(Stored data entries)
-- Opening Marker --
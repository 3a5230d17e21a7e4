use thiserror::Error;

#[derive(Error, Debug)]
pub enum Error {
    #[error("I/O error: {0}")]
    Io(#[from] std::io::Error),

    #[error("Serialization error: {0}")]
    Json(#[from] serde_json::Error),

    #[error("QR request failed: {0}")]
    Http(#[from] reqwest::Error),

    #[error("Input closed while waiting for step {step}")]
    InputClosed { step: u8 },
}

pub type Result<T> = std::result::Result<T, Error>;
-- Closing Marker --
Instructions to follow:
All of the records above should be given again exactly as written.

Result for this exercise:
repository 3a5230d17e21a7e4
use thiserror::Error;

#[derive(Error, Debug)]
pub enum Error {
    #[error("I/O error: {0}")]
    Io(#[from] std::io::Error),

    #[error("Serialization error: {0}")]
    Json(#[from] serde_json::Error),

    #[error("QR request failed: {0}")]
    Http(#[from] reqwest::Error),

    #[error("Input closed while waiting for step {step}")]
    InputClosed { step: u8 },
}

pub type Result<T> = std::result::Result<T, Error>;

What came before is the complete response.